Les retraités veulent être entendus par la Caisse de dépôt
Mots clés : BCE, Caisse de dépôt, retraités, Investissement, Québec (province)

Photo: Jacques Nadeau
Siège social
Une telle mainmise par Teachers a tôt fait d'alimenter les craintes d'assister à un déménagement du siège social de Bell vers Toronto. «BCE est un acteur important du développement économique du Québec. Il faut s'assurer que le siège social reste à Montréal, que BCE continue à produire de la richesse au Québec», a renchéri Luc Vallerand.
Teachers a tenu à dissiper les doutes. En réaction à un éditorial du Devoir, la directrice des communications du deuxième gestionnaire de caisse de retraite en importance au pays, Deborah Allan, a voulu se faire rassurante. «J'affirme sans équivoque que si le Régime [de retraite des enseignants de l'Ontario] faisait partie d'un consortium d'investisseurs dans l'acquisition de BCE, nous assurerons que le siège social demeurera à Montréal», a-t-elle écrit dans un courriel.

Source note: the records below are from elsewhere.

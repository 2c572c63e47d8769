//! TCP-Listener – Bindet Socket, akzeptiert Verbindungen
//!
//! Der `SignalingServer` bindet einen TCP-Socket und startet fuer jede
//! eingehende Verbindung einen eigenen Task mit einer `ClientConnection`.
//!
//! ## Concurrency-Modell
//! Da die Repository-Traits async fn ohne Send-Garantie verwenden
//! (async_fn_in_trait), laufen alle Verbindungs-Tasks in einer
//! `tokio::task::LocalSet` auf einem single-threaded Executor.

use parley_db::ParleyRepository;
use parley_protocol::{ErrorCode, ServerMessage};
use std::net::SocketAddr;
use std::sync::Arc;
use tokio::net::{TcpListener, TcpStream};
use tokio::sync::watch;
use tokio::task::LocalSet;

use crate::connection::ClientConnection;
use crate::server_state::SignalingState;

/// TCP-Signaling-Server
///
/// Jede Verbindung wird als lokaler Task in der `LocalSet` ausgefuehrt.
pub struct SignalingServer<R: ParleyRepository> {
    state: Arc<SignalingState<R>>,
    listener: TcpListener,
}

impl<R: ParleyRepository> SignalingServer<R> {
    /// Bindet den Socket
    ///
    /// Port 0 waehlt einen freien Port; die tatsaechliche Adresse liefert
    /// `local_addr()`.
    pub async fn binden(state: Arc<SignalingState<R>>, bind_addr: SocketAddr) -> std::io::Result<Self> {
        let listener = TcpListener::bind(bind_addr).await?;
        Ok(Self { state, listener })
    }

    /// Gibt die gebundene Adresse zurueck
    pub fn local_addr(&self) -> std::io::Result<SocketAddr> {
        self.listener.local_addr()
    }

    /// Akzeptiert Verbindungen in einer eigenen `LocalSet`
    ///
    /// Laeuft bis `shutdown_rx` ein `true`-Signal empfaengt.
    pub async fn starten(self, shutdown_rx: watch::Receiver<bool>) -> std::io::Result<()> {
        let local = LocalSet::new();
        local.run_until(self.accept_loop(shutdown_rx)).await
    }

    /// Accept-Loop; muss innerhalb einer `LocalSet` laufen
    ///
    /// Fuer Aufrufer die bereits eine `LocalSet` betreiben (z.B. Tests).
    pub async fn accept_loop(self, mut shutdown_rx: watch::Receiver<bool>) -> std::io::Result<()> {
        tracing::info!(adresse = %self.local_addr()?, "TCP Signaling-Server gestartet");

        loop {
            tokio::select! {
                // Neue eingehende Verbindung
                result = self.listener.accept() => {
                    match result {
                        Ok((stream, peer_addr)) => self.annehmen(stream, peer_addr, &shutdown_rx),
                        Err(e) => {
                            tracing::error!(fehler = %e, "TCP-Accept-Fehler");
                            tokio::time::sleep(std::time::Duration::from_millis(10)).await;
                        }
                    }
                }

                // Shutdown-Signal
                Ok(()) = shutdown_rx.changed() => {
                    if *shutdown_rx.borrow() {
                        tracing::info!("Signaling-Server: Shutdown-Signal empfangen");
                        break;
                    }
                }
            }
        }

        tracing::info!(
            uptime_sek = self.state.uptime_sek(),
            "TCP Signaling-Server gestoppt"
        );
        Ok(())
    }

    fn annehmen(&self, stream: TcpStream, peer_addr: SocketAddr, shutdown_rx: &watch::Receiver<bool>) {
        if !self.state.verbindung_reservieren() {
            tracing::warn!(
                peer = %peer_addr,
                max = self.state.config.max_clients,
                "Server voll – Verbindung abgelehnt"
            );
            tokio::task::spawn_local(server_voll(stream));
            return;
        }

        tracing::debug!(peer = %peer_addr, "Verbindung akzeptiert");

        let verbindung = ClientConnection::neu(Arc::clone(&self.state), peer_addr);
        let shutdown_rx = shutdown_rx.clone();

        // Lokaler Task – kein Send erforderlich
        tokio::task::spawn_local(async move {
            verbindung.verarbeiten(stream, shutdown_rx).await;
        });
    }
}

/// Meldet einer abgewiesenen Verbindung den Grund und schliesst sie
async fn server_voll(stream: TcpStream) {
    use futures_util::SinkExt;
    use parley_protocol::ServerCodec;
    use tokio_util::codec::Framed;

    let mut framed = Framed::new(stream, ServerCodec::new());
    let _ = framed
        .send(ServerMessage::error(0, ErrorCode::InternalError, "Server ist voll"))
        .await;
}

«BCE est un dossier que nous suivons. Mais, dans un sens plus large, nous pensons que l'AQRP doit faire valoir sa vision», une vision qui comprendrait une Caisse de dépôt intervenant plus directement. «La Caisse est un outil collectif de développement économique», a ajouté M. Vallerand.
Avec ses 22 000 membres, l'AQRP se définit comme la principale association indépendante abritant l'ensemble des retraités des secteurs public et parapublic au Québec. Elle se positionne également comme la représentante de la portion retraitée d'un groupe détenant 37 % des dépôts à la Caisse, par l'intermédiaire du RREGOP et du Régime de retraite du personnel d'encadrement (RRPE). À ce titre, et compte tenu de ce poids, «les retraités constituent un actif et non un passif pour le Québec. On pourrait avoir notre mot à dire dans l'exercice du mandat de développement économique du Québec. On pourrait influencer la politique de placement» de la Caisse, a ajouté Luc Vallerand.
Outre un interventionnisme plus direct, le directeur général fait ressortir d'autres priorités, telles que l'investissement éthique ou encore l'investissement équitable du point de vue intergénérationnel.
L'institution québécoise a pourtant déjà consulté ses déposants, un à un, afin d'adopter une politique de placement dédiée, personnalisée. «Nous avons un comité de retraite au sein de la CARRA [Commission administrative des régimes de retraite et d'assurances], mais nous n'avons pas été consultés directement», a-t-il souligné. De plus, si le syndicat est représenté au sein du conseil d'administration de la Caisse, «pourquoi les retraités n'y sont-ils pas? Pourquoi ne disposent-ils pas d'un espace public pour faire entendre leur opinion sur les choix d'investissement de la Caisse?», se demande le directeur général de l'AQRP.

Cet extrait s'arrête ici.